:: Supplied records

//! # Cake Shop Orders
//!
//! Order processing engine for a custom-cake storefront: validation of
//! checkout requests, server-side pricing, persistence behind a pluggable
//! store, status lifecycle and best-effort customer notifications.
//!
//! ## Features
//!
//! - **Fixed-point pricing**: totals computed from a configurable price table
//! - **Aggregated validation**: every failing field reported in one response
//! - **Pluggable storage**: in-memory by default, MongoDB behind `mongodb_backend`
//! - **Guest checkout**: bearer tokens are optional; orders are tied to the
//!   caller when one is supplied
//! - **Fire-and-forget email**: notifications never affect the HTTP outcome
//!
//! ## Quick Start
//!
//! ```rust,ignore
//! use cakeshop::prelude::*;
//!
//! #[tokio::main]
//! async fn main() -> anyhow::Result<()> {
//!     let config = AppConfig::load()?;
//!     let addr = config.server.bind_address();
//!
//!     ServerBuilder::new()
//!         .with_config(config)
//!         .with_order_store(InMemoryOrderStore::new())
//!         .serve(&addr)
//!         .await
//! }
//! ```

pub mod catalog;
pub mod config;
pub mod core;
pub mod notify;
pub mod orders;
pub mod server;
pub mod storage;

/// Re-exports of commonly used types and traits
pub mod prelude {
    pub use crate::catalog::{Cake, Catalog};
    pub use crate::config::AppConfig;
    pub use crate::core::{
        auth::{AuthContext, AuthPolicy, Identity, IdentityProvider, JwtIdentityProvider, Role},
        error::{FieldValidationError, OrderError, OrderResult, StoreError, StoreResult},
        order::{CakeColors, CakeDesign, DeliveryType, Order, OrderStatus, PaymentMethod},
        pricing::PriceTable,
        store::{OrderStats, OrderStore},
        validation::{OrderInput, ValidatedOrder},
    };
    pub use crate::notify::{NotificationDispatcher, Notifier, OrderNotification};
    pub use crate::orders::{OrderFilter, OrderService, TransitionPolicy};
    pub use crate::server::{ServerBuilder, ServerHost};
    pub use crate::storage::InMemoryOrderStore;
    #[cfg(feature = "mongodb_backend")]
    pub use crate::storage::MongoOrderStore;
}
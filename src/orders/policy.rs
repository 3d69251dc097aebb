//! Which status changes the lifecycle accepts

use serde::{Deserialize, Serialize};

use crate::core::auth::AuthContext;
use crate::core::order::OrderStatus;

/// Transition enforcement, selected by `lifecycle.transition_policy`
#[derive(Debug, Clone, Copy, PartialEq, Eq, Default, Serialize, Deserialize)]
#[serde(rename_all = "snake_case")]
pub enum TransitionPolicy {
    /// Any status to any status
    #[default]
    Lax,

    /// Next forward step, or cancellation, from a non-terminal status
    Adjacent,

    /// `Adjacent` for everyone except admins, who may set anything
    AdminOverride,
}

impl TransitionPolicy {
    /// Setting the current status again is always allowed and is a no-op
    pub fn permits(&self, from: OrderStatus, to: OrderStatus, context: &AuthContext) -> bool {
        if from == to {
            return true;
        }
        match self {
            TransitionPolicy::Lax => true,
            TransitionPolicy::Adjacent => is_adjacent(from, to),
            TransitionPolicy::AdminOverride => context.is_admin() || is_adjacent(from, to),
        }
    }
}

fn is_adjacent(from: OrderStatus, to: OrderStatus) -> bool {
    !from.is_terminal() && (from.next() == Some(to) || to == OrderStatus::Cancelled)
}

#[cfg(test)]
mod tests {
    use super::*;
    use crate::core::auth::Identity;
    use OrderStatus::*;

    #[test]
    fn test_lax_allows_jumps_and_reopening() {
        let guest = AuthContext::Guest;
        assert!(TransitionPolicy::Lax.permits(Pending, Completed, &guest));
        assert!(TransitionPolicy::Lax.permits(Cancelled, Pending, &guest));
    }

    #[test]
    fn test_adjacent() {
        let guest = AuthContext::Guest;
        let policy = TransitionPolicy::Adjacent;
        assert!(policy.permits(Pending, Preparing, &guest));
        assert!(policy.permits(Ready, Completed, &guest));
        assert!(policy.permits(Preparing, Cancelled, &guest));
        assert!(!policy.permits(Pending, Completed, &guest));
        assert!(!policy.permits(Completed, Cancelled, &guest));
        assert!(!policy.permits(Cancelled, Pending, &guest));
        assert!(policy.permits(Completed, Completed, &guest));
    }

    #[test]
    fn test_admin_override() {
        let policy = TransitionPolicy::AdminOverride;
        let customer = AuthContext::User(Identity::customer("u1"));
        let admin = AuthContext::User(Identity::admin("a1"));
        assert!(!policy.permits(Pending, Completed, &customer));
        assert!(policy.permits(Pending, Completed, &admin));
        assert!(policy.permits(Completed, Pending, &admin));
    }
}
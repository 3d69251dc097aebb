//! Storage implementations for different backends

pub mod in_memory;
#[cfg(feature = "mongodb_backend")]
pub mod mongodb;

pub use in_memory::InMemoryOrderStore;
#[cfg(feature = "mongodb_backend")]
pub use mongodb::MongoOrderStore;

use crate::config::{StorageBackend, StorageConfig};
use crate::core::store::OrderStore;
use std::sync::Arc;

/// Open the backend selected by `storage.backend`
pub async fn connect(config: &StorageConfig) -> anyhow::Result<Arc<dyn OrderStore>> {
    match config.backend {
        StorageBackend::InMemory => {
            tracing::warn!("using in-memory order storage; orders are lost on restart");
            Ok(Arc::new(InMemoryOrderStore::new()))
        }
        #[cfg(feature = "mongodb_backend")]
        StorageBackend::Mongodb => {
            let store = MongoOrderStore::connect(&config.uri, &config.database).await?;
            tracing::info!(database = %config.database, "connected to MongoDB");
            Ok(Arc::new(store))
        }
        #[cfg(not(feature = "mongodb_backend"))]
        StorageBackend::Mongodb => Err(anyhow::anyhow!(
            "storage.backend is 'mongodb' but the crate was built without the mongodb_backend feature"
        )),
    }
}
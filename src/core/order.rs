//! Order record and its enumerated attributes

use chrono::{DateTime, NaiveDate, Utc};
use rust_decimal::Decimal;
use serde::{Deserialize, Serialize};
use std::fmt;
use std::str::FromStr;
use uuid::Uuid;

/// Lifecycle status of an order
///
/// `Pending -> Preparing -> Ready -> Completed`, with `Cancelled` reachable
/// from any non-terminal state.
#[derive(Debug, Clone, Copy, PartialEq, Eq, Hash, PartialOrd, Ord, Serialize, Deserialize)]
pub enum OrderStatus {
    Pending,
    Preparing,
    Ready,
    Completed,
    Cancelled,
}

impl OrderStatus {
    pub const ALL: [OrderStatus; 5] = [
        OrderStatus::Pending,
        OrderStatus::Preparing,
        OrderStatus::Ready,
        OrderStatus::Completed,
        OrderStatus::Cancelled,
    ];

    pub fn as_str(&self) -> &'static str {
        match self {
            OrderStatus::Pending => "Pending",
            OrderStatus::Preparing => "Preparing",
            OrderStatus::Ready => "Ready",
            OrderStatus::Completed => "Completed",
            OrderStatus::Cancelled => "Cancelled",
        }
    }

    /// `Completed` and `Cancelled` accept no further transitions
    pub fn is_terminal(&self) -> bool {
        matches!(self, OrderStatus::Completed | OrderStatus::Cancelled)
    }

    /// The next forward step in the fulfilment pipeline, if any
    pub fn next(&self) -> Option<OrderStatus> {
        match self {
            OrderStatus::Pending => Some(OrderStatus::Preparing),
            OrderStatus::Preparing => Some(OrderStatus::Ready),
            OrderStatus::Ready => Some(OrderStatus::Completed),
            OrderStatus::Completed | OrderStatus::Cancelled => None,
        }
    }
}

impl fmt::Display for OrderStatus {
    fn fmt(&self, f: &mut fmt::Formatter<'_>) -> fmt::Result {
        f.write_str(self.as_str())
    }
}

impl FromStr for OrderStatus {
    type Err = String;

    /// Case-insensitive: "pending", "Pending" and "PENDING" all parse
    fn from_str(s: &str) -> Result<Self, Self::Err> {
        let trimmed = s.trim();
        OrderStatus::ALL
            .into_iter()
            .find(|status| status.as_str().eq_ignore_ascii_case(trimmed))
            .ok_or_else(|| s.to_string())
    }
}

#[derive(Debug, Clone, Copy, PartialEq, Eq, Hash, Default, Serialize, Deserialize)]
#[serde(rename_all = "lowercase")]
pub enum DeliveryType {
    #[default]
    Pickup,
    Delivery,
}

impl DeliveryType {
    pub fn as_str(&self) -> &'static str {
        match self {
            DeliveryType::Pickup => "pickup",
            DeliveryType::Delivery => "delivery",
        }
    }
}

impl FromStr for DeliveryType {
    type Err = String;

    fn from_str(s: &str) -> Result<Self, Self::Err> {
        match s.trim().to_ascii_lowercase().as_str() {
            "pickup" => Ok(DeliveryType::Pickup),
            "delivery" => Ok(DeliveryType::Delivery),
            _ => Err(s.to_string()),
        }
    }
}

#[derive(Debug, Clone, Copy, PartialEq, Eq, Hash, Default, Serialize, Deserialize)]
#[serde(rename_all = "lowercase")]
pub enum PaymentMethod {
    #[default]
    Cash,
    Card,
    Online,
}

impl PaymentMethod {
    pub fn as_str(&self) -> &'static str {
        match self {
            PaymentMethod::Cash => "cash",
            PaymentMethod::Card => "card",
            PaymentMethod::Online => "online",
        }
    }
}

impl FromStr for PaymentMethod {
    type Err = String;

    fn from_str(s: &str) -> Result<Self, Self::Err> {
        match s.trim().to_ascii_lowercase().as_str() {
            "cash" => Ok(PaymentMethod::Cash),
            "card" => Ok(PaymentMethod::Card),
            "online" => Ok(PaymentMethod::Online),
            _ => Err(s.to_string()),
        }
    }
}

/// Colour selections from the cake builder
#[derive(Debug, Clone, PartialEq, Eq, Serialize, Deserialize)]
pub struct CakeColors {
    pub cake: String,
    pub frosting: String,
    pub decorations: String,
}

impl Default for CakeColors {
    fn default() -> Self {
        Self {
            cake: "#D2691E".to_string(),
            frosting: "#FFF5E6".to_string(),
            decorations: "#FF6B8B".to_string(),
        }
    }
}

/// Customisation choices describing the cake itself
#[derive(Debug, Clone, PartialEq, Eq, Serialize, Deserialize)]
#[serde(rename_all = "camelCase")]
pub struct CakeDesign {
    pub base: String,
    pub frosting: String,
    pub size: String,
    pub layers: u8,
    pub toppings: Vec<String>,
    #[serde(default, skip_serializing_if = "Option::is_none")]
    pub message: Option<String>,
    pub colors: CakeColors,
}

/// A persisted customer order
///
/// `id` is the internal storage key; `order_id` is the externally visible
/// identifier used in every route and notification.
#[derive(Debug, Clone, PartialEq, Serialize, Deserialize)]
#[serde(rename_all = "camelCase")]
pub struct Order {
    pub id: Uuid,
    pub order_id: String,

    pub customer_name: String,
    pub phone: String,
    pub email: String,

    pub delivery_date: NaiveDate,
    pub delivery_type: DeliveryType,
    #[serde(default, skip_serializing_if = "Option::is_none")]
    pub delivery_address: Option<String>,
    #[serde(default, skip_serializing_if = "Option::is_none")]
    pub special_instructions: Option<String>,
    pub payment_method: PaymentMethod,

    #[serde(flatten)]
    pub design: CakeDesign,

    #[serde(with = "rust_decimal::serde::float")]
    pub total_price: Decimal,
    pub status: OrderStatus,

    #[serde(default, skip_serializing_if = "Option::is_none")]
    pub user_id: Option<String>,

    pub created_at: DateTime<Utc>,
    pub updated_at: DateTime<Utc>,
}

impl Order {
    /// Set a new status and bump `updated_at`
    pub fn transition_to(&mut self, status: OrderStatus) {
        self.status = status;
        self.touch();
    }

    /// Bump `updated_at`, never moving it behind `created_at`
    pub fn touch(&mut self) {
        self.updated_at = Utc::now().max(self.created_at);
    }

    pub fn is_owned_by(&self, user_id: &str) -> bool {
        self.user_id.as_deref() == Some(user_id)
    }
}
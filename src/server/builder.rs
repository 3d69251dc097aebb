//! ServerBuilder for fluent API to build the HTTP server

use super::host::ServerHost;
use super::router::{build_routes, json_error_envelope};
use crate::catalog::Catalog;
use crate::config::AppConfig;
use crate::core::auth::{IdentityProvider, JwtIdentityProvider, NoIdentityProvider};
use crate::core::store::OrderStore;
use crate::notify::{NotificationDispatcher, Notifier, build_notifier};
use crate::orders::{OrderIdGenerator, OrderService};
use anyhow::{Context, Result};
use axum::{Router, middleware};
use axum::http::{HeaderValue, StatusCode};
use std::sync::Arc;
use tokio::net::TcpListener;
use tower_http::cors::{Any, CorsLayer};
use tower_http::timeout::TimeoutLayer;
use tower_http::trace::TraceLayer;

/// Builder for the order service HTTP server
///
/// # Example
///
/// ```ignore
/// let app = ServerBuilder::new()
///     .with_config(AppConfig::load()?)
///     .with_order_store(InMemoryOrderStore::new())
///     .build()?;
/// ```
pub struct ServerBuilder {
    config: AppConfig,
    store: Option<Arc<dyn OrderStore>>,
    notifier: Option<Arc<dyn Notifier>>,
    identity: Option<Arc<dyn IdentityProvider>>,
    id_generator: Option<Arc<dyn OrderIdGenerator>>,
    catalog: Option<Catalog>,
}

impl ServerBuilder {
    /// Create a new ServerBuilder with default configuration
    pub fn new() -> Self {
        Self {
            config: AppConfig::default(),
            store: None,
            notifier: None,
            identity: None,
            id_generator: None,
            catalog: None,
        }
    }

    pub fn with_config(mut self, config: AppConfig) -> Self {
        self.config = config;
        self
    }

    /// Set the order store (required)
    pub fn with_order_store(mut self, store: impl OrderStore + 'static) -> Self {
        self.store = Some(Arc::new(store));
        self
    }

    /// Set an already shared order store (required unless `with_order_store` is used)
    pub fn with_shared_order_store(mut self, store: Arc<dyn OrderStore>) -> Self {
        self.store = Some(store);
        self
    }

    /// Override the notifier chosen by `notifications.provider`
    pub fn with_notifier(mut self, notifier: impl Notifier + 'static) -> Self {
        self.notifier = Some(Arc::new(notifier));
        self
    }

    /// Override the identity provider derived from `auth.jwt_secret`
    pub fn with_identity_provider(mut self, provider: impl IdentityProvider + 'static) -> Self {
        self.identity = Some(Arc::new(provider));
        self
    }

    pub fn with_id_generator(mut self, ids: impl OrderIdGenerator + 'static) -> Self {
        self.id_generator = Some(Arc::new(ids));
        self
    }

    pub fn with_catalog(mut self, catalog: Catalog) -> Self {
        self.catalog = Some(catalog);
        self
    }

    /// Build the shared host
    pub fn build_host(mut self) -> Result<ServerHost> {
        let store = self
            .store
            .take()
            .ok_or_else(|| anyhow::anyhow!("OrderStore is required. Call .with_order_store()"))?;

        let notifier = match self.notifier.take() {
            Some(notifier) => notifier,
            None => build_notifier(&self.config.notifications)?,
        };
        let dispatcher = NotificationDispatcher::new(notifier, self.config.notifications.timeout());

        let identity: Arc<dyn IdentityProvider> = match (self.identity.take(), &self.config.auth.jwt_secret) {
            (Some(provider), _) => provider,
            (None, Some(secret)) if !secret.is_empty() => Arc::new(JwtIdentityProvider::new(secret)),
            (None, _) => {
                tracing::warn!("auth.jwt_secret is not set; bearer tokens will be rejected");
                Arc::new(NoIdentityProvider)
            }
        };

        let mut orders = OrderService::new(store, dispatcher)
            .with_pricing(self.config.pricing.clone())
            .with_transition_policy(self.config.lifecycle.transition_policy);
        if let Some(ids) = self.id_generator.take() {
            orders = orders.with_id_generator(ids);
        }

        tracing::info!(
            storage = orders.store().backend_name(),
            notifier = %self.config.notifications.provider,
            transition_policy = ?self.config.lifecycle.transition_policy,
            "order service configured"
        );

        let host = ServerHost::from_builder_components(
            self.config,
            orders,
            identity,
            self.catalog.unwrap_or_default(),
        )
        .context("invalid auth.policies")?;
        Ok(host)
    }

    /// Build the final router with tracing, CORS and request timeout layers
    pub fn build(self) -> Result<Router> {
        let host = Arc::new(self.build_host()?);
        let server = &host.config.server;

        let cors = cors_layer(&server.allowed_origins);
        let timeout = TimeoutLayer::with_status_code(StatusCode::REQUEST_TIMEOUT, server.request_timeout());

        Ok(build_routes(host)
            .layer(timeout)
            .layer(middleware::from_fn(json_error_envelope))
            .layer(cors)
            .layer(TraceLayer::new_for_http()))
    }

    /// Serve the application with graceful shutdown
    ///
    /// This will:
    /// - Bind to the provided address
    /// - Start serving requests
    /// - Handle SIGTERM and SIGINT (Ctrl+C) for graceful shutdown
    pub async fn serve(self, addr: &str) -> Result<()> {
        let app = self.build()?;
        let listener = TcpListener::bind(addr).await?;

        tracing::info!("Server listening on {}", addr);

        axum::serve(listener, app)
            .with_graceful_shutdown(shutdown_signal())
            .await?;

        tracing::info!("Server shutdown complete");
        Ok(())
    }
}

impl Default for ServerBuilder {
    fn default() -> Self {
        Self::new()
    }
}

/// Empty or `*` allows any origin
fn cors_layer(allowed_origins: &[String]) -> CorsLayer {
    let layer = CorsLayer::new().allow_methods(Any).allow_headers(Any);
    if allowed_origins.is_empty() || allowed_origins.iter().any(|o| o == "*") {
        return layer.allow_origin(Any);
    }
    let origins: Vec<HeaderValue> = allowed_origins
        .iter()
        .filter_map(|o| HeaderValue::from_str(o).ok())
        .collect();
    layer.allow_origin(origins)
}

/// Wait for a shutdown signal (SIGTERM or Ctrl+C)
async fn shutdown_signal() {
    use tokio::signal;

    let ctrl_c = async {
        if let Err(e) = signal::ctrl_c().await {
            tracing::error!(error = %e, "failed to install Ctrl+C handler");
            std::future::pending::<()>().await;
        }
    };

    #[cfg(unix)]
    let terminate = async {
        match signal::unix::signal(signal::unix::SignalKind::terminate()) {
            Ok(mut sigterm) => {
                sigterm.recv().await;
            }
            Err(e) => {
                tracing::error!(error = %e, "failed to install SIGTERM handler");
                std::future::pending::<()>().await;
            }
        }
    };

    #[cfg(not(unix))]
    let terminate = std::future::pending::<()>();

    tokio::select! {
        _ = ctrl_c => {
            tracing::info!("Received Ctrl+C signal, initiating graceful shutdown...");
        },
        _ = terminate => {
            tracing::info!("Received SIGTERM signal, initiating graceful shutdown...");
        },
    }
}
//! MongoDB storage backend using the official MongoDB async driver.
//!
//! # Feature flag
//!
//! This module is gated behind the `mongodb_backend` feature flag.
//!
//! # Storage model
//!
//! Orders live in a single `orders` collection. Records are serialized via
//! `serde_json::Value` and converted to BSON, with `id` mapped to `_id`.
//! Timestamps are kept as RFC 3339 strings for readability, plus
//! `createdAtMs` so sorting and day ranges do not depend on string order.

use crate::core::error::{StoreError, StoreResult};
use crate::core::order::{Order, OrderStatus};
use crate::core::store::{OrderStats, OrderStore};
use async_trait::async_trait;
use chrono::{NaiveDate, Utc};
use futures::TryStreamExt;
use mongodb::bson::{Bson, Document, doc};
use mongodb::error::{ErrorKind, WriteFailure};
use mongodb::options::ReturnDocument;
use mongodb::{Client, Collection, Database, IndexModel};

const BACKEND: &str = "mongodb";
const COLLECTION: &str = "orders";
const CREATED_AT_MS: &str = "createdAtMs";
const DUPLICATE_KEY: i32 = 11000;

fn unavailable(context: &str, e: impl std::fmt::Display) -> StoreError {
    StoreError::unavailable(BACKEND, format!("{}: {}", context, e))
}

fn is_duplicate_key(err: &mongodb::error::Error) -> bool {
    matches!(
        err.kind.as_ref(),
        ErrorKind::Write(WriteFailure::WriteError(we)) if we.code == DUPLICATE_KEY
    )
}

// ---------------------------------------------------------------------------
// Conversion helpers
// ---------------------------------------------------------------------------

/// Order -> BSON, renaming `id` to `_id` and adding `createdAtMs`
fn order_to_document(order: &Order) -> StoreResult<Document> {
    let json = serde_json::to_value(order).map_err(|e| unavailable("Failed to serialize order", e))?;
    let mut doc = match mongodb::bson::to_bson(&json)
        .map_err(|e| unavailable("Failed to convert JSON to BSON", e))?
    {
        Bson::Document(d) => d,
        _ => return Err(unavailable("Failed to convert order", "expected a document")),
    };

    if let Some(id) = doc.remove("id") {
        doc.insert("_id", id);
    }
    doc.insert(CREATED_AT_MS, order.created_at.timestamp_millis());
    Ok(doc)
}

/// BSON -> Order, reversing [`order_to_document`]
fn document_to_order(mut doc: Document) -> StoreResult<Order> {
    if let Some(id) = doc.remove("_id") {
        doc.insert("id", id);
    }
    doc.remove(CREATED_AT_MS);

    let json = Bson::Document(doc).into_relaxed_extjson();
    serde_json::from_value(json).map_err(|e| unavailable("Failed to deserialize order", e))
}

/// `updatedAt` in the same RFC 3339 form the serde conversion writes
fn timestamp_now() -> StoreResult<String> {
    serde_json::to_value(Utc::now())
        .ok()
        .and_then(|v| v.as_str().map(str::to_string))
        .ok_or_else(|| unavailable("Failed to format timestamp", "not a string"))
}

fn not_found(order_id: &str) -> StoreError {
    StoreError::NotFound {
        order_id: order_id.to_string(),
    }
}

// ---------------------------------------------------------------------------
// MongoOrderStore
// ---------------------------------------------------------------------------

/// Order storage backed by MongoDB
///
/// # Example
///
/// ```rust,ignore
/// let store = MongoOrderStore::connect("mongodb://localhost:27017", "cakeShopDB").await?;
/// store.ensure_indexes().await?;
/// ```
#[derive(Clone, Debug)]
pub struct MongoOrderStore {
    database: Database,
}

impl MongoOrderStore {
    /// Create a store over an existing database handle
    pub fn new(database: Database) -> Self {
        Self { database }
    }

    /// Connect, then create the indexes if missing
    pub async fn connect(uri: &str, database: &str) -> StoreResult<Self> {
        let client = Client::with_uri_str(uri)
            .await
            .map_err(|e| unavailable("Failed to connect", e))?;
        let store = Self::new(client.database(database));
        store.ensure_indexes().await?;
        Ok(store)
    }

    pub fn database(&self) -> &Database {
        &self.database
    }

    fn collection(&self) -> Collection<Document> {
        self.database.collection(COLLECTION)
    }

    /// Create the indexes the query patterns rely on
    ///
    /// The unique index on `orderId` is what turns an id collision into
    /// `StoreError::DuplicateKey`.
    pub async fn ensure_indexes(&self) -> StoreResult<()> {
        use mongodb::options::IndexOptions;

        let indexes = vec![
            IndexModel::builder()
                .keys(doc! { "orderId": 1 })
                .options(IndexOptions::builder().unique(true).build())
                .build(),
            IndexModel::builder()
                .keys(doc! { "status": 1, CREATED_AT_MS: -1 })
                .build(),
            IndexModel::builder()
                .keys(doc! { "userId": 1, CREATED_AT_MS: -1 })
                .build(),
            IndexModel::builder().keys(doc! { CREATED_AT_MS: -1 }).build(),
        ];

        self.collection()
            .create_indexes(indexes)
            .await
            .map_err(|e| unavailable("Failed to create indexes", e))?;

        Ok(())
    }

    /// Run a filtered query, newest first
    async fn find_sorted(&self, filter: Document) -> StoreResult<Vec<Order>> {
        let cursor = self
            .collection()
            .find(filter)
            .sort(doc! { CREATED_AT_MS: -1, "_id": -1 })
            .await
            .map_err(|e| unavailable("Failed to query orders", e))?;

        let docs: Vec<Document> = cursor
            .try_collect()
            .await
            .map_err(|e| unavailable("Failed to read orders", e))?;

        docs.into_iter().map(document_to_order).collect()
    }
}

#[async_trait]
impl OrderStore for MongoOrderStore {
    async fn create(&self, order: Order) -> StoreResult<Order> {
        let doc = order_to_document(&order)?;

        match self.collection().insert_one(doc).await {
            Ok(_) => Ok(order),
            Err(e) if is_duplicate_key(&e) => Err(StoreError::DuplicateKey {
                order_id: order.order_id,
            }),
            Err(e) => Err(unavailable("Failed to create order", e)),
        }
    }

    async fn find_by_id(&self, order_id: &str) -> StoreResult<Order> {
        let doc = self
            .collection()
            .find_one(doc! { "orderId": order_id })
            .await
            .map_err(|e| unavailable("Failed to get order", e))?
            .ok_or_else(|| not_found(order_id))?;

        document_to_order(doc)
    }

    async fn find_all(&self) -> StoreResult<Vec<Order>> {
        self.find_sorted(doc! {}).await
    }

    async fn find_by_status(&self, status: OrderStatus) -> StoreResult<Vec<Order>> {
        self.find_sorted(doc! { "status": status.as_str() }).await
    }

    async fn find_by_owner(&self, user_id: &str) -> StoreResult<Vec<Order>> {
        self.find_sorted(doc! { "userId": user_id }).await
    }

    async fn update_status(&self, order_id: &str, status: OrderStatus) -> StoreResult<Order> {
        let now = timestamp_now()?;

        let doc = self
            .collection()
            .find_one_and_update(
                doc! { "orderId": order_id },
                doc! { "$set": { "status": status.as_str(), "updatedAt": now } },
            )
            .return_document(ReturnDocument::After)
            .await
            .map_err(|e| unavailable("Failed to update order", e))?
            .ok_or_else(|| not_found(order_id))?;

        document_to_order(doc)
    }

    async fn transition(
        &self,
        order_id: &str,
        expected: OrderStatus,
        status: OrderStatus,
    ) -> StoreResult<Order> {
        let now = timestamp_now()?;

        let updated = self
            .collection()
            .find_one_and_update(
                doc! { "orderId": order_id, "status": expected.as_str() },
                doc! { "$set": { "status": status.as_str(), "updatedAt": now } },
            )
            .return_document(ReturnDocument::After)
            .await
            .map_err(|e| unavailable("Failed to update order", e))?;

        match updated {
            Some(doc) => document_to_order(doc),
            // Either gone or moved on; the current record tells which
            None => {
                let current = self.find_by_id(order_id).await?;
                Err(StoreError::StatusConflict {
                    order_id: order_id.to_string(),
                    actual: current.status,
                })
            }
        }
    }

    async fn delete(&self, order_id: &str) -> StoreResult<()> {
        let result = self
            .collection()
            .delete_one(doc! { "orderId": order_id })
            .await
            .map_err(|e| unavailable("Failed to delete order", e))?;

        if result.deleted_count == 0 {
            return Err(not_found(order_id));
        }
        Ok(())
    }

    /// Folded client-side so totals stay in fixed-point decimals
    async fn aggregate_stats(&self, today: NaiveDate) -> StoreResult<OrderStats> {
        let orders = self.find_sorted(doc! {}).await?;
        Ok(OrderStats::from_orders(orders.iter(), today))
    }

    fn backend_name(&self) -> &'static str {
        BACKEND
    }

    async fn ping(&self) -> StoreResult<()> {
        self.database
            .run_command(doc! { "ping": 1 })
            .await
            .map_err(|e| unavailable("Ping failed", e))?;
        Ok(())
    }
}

::::

Task to complete =>
For this listing, copy out every line that includes the word "keys".

Result for this task =>
                .keys(doc! { "orderId": 1 })
                .keys(doc! { "status": 1, CREATED_AT_MS: -1 })
                .keys(doc! { "userId": 1, CREATED_AT_MS: -1 })
            IndexModel::builder().keys(doc! { CREATED_AT_MS: -1 }).build(),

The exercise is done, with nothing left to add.